INSTRUCTIONS TO FOLLOW
Gather from the listing below each line that includes the word "frame", and copy it.
-- -- --
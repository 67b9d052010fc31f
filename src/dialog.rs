#![forbid(unsafe_code)]

use crate::console::{Console, SCREEN_COLS, SCREEN_ROWS, fit, keys};
use crate::msglog::wrap;
use crate::strings::{StringId, StringTable};
use crate::theme::ThemeColors;

pub const DIALOG_WIDTH: u16 = 50;
const BODY_WIDTH: usize = DIALOG_WIDTH as usize - 4;
const MAX_BODY_ROWS: usize = 6;

/// Blocking dialogs. A declined confirmation is `false` and a cancelled
/// prompt is `None`; neither is an error.
pub trait Dialogs {
    fn confirm(&mut self, console: &mut dyn Console, title: &str, body: &str) -> bool;

    /// Asks for one line of text, at most `max_len` characters. Surrounding
    /// blanks are trimmed and an empty answer counts as cancelled.
    fn prompt_text(
        &mut self,
        console: &mut dyn Console,
        title: &str,
        body: &str,
        prefill: &str,
        max_len: usize,
    ) -> Option<String>;
}

#[derive(Debug, Clone)]
pub struct TextDialogs {
    theme: ThemeColors,
    yes_no_hint: String,
    input_hint: String,
}

impl TextDialogs {
    pub fn new(theme: &ThemeColors, strings: &StringTable) -> Self {
        Self {
            theme: *theme,
            yes_no_hint: strings.lookup(StringId::DialogYesNo).to_string(),
            input_hint: strings.lookup(StringId::DialogInput).to_string(),
        }
    }

    fn frame(&self, console: &mut dyn Console, title: &str, body: &str, extra_rows: u16) -> (u16, u16) {
        let lines: Vec<String> = wrap(body, BODY_WIDTH).into_iter().take(MAX_BODY_ROWS).collect();
        let height = lines.len() as u16 + extra_rows + 4;
        let x1 = (SCREEN_COLS - DIALOG_WIDTH) / 2;
        let y1 = (SCREEN_ROWS - height) / 2;
        let x2 = x1 + DIALOG_WIDTH - 1;
        let y2 = y1 + height - 1;
        let (fg, bg) = (self.theme.dialog_fg, self.theme.dialog_bg);
        console.fill_rect(x1, y1, x2, y2, ' ', fg, bg);
        console.draw_box(x1, y1, x2, y2, self.theme.panel_border_active, bg);
        let label = format!(" {} ", fit(title, BODY_WIDTH - 2).trim_end());
        let title_x = x1 + (DIALOG_WIDTH - label.chars().count() as u16) / 2;
        console.draw_text(title_x, y1, &label, fg, bg);
        for (idx, line) in lines.iter().enumerate() {
            console.draw_text(x1 + 2, y1 + 2 + idx as u16, line, fg, bg);
        }
        (x1 + 2, y1 + 2 + lines.len() as u16 + 1)
    }
}

impl Dialogs for TextDialogs {
    fn confirm(&mut self, console: &mut dyn Console, title: &str, body: &str) -> bool {
        let (x, y) = self.frame(console, title, body, 1);
        console.draw_text(x, y, &self.yes_no_hint, self.theme.dialog_fg, self.theme.dialog_bg);
        loop {
            match console.read_key() {
                b'y' | b'Y' | keys::ENTER => return true,
                b'n' | b'N' | keys::ESC => return false,
                _ => {}
            }
        }
    }

    fn prompt_text(
        &mut self,
        console: &mut dyn Console,
        title: &str,
        body: &str,
        prefill: &str,
        max_len: usize,
    ) -> Option<String> {
        let (x, y) = self.frame(console, title, body, 3);
        let (fg, bg) = (self.theme.dialog_fg, self.theme.dialog_bg);
        console.draw_text(x, y + 2, &self.input_hint, fg, bg);
        let max_len = max_len.min(BODY_WIDTH - 1);
        let mut input = LineInput::new(prefill, max_len);
        loop {
            console.draw_text(x, y, &fit(input.value(), BODY_WIDTH), self.theme.viewer_fg, self.theme.viewer_bg);
            let cursor_x = x + input.cursor() as u16;
            console.invert_rect(cursor_x, y, cursor_x, y);
            match console.read_key() {
                keys::ESC => return None,
                keys::ENTER => {
                    let value = input.value().trim().to_string();
                    return if value.is_empty() { None } else { Some(value) };
                }
                key => input.apply(key),
            }
        }
    }
}

#[derive(Debug, Clone, PartialEq, Eq)]
pub struct LineInput {
    chars: Vec<char>,
    cursor: usize,
    max_len: usize,
    value: String,
}

impl LineInput {
    pub fn new(prefill: &str, max_len: usize) -> Self {
        let chars: Vec<char> = prefill.chars().take(max_len).collect();
        let cursor = chars.len();
        let value = chars.iter().collect();
        Self { chars, cursor, max_len, value }
    }

    pub fn value(&self) -> &str {
        &self.value
    }

    pub fn cursor(&self) -> usize {
        self.cursor
    }

    pub fn apply(&mut self, key: u8) {
        match key {
            keys::LEFT => self.cursor = self.cursor.saturating_sub(1),
            keys::RIGHT => self.cursor = (self.cursor + 1).min(self.chars.len()),
            keys::BACKSPACE => {
                if self.cursor > 0 {
                    self.cursor -= 1;
                    self.chars.remove(self.cursor);
                }
            }
            keys::DELETE => {
                if self.cursor < self.chars.len() {
                    self.chars.remove(self.cursor);
                }
            }
            0x20..=0x7E if self.chars.len() < self.max_len => {
                self.chars.insert(self.cursor, key as char);
                self.cursor += 1;
            }
            _ => {}
        }
        self.value = self.chars.iter().collect();
    }
}

#[cfg(test)]
mod tests {
    use super::*;
    use crate::mock::MockConsole;

    fn dialogs() -> TextDialogs {
        TextDialogs::new(&ThemeColors::classic(), &StringTable::english())
    }

    #[test]
    fn confirm_waits_for_a_decision() {
        let mut console = MockConsole::with_keys(b"xqy");
        assert!(dialogs().confirm(&mut console, "Delete", "Delete a.txt?"));
        assert_eq!(console.keys_read(), 3);
        let mut console = MockConsole::with_keys(&[keys::ESC]);
        assert!(!dialogs().confirm(&mut console, "Delete", "Delete a.txt?"));
    }

    #[test]
    fn confirm_shows_title_and_body() {
        let mut console = MockConsole::with_keys(b"n");
        dialogs().confirm(&mut console, "Format drive", "All data will be erased.");
        let screen: Vec<String> = (0..SCREEN_ROWS).map(|y| console.grid().row_text(y)).collect();
        assert!(screen.iter().any(|row| row.contains(" Format drive ")));
        assert!(screen.iter().any(|row| row.contains("All data will be erased.")));
    }

    #[test]
    fn prompt_edits_the_prefill() {
        let mut console = MockConsole::with_keys(&[keys::BACKSPACE, keys::BACKSPACE, keys::BACKSPACE, b'b', b'i', b'n', keys::ENTER]);
        let answer = dialogs().prompt_text(&mut console, "Rename", "New name:", "a.txt", 20);
        assert_eq!(answer.as_deref(), Some("a.bin"));
    }

    #[test]
    fn prompt_cancels_on_escape_or_blank_input() {
        let mut console = MockConsole::with_keys(b"abc\x1b");
        assert_eq!(dialogs().prompt_text(&mut console, "t", "b", "", 20), None);
        let mut console = MockConsole::with_keys(&[b' ', keys::ENTER]);
        assert_eq!(dialogs().prompt_text(&mut console, "t", "b", "", 20), None);
    }

    #[test]
    fn line_input_respects_the_length_limit_and_cursor() {
        let mut input = LineInput::new("abcdef", 4);
        assert_eq!(input.value(), "abcd");
        input.apply(b'x');
        assert_eq!(input.value(), "abcd");
        input.apply(keys::LEFT);
        input.apply(keys::LEFT);
        input.apply(keys::DELETE);
        assert_eq!(input.value(), "abd");
        input.apply(b'Z');
        assert_eq!(input.value(), "abZd");
        assert_eq!(input.cursor(), 3);
    }
}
-- -- --
FINAL ANSWER
    fn frame(&self, console: &mut dyn Console, title: &str, body: &str, extra_rows: u16) -> (u16, u16) {
        let (x, y) = self.frame(console, title, body, 1);
        let (x, y) = self.frame(console, title, body, 3);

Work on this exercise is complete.